**Task brief**. From the records below, please repeat exactly the line that has "-> Result<Option<VerificationResult>, VerifyError>", the line that has "if let Some(phrase) = contains_any(&text, CONFIRMATION_PHRASES)", and every line between them, and nothing else.

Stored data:
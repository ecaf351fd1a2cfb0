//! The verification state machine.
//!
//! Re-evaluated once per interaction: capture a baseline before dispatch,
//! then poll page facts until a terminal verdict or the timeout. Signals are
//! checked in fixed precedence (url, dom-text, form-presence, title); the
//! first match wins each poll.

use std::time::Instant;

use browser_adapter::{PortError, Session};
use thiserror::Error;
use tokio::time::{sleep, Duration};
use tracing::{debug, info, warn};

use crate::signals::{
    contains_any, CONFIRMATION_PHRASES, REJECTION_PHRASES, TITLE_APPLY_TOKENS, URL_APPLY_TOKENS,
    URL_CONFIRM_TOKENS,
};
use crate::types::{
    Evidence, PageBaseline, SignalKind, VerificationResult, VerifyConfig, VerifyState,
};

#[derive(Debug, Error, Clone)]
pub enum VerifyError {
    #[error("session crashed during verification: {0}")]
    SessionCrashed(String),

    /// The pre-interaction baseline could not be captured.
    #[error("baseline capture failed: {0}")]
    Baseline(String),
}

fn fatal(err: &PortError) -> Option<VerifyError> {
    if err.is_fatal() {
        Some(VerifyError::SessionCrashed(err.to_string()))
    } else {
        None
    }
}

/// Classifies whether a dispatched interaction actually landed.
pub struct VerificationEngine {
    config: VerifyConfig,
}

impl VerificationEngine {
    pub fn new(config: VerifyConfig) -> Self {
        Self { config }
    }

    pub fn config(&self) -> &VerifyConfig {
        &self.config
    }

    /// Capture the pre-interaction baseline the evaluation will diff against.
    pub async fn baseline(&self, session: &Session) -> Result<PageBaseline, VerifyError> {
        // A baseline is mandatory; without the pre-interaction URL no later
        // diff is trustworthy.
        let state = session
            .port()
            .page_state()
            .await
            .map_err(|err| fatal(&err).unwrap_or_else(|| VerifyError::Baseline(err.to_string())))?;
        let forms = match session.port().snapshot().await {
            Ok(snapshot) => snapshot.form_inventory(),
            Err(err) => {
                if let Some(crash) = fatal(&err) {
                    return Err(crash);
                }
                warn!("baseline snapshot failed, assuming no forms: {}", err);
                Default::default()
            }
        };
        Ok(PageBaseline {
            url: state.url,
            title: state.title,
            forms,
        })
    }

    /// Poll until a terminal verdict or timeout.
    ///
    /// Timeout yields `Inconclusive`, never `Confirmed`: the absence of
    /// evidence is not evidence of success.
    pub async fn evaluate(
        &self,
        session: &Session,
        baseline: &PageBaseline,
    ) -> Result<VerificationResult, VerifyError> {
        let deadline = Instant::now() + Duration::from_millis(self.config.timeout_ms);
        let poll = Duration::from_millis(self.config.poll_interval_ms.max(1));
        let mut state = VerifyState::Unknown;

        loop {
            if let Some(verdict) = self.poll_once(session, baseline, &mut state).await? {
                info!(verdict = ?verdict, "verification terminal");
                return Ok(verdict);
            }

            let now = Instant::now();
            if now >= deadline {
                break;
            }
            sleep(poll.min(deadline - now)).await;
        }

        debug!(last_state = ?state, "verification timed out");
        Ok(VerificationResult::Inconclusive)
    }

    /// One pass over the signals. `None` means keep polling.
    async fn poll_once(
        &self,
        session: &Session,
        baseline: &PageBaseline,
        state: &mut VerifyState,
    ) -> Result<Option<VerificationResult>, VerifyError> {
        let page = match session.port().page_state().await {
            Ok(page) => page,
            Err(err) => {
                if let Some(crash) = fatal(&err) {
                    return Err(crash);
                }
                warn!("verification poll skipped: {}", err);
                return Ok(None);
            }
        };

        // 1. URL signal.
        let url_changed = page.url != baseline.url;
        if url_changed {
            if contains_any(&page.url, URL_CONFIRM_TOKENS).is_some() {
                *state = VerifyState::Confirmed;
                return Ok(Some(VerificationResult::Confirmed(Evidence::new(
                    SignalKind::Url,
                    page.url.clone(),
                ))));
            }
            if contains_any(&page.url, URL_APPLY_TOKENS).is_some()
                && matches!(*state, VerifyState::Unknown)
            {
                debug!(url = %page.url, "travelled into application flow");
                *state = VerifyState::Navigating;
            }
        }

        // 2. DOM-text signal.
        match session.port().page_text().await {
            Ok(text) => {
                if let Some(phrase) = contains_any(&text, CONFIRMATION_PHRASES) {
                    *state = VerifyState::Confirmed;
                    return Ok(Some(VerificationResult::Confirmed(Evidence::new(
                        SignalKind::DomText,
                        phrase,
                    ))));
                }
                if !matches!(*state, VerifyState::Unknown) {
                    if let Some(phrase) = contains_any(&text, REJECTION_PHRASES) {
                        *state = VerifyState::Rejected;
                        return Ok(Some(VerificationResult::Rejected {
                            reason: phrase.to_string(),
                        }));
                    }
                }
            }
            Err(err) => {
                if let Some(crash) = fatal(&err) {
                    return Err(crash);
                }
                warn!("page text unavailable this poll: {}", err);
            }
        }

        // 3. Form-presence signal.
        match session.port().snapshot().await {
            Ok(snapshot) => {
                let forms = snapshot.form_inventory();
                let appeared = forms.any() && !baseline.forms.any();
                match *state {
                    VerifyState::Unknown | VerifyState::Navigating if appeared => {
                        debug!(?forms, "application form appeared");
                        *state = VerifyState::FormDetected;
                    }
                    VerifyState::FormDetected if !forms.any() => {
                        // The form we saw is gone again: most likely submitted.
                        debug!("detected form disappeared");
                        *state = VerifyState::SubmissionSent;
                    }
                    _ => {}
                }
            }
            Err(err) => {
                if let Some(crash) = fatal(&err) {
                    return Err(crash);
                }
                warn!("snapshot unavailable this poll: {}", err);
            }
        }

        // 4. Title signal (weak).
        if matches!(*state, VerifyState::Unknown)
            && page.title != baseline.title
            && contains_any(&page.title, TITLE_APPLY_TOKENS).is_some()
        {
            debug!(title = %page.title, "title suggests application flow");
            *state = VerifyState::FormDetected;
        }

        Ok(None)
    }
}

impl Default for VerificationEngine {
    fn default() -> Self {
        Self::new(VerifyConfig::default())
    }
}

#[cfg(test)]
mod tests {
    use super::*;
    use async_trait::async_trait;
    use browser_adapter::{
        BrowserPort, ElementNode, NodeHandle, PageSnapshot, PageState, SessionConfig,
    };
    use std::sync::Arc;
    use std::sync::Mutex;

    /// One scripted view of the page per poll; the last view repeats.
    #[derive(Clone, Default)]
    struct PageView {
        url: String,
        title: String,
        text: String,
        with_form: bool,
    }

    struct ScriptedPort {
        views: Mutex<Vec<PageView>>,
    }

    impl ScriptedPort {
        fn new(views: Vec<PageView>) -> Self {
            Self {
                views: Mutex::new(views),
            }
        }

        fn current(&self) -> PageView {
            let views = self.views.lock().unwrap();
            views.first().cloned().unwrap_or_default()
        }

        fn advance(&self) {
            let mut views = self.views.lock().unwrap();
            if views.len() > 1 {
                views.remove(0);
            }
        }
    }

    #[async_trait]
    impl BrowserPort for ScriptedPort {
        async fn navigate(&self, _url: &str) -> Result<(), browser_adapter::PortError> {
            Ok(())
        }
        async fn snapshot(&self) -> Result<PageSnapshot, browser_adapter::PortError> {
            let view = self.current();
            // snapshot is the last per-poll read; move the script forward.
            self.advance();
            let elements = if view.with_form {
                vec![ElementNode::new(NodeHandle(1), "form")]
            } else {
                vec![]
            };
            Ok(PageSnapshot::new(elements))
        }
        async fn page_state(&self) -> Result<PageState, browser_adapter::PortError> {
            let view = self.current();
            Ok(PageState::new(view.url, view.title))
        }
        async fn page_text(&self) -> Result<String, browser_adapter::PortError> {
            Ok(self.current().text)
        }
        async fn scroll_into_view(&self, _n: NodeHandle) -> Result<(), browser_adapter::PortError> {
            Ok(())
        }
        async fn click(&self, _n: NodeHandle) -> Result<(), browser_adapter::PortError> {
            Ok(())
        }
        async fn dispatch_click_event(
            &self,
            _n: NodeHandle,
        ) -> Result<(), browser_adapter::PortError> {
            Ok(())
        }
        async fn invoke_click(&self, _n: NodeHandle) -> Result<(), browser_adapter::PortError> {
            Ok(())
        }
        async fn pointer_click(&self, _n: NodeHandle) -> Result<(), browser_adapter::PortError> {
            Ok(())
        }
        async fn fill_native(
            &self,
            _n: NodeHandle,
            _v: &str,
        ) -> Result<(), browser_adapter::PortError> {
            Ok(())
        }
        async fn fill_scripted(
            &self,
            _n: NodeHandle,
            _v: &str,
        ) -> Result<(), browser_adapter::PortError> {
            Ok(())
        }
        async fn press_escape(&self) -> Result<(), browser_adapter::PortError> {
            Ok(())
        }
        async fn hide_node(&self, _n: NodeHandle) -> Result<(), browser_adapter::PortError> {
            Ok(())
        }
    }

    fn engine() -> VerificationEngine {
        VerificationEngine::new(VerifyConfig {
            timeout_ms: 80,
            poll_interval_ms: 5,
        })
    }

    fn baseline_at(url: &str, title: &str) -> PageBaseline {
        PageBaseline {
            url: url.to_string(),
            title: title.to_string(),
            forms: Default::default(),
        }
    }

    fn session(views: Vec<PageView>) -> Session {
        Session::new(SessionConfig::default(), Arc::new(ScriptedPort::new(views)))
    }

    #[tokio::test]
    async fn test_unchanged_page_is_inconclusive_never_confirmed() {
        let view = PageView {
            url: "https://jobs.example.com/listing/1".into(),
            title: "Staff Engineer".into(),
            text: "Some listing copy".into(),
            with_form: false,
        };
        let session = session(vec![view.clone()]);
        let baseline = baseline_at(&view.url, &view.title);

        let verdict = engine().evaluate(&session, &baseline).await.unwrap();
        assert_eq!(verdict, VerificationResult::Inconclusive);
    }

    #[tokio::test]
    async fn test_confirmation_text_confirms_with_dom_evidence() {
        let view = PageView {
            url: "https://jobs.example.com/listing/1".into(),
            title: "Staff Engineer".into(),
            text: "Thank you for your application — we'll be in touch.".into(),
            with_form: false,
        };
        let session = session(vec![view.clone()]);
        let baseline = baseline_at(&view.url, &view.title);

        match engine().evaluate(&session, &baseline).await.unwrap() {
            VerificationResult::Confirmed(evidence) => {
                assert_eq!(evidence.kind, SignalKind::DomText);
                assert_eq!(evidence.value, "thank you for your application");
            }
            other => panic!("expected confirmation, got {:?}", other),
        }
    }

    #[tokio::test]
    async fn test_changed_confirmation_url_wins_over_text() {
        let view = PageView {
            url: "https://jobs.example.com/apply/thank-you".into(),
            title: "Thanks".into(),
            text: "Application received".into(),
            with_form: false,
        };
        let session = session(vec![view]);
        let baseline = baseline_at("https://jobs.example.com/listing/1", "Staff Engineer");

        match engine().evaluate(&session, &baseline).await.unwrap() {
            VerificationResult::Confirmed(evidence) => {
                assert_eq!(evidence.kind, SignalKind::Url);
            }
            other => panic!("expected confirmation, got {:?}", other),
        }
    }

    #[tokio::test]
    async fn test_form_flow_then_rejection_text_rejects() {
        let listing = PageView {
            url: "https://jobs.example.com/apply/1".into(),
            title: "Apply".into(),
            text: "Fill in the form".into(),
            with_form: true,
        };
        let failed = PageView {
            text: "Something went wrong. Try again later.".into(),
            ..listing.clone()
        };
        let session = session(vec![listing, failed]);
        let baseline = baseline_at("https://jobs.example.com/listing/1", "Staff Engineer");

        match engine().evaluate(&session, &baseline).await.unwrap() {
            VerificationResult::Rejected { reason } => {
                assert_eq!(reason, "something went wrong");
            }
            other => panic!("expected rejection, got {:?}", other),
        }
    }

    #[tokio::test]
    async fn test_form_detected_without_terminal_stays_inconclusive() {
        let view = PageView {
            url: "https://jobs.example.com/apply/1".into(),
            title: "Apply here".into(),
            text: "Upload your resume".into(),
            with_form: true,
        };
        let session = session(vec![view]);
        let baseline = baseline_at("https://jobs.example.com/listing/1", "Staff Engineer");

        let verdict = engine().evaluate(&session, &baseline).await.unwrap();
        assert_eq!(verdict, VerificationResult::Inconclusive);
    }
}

**Exercise solution**.
    ) -> Result<Option<VerificationResult>, VerifyError> {
        let page = match session.port().page_state().await {
            Ok(page) => page,
            Err(err) => {
                if let Some(crash) = fatal(&err) {
                    return Err(crash);
                }
                warn!("verification poll skipped: {}", err);
                return Ok(None);
            }
        };

        // 1. URL signal.
        let url_changed = page.url != baseline.url;
        if url_changed {
            if contains_any(&page.url, URL_CONFIRM_TOKENS).is_some() {
                *state = VerifyState::Confirmed;
                return Ok(Some(VerificationResult::Confirmed(Evidence::new(
                    SignalKind::Url,
                    page.url.clone(),
                ))));
            }
            if contains_any(&page.url, URL_APPLY_TOKENS).is_some()
                && matches!(*state, VerifyState::Unknown)
            {
                debug!(url = %page.url, "travelled into application flow");
                *state = VerifyState::Navigating;
            }
        }

        // 2. DOM-text signal.
        match session.port().page_text().await {
            Ok(text) => {
                if let Some(phrase) = contains_any(&text, CONFIRMATION_PHRASES) {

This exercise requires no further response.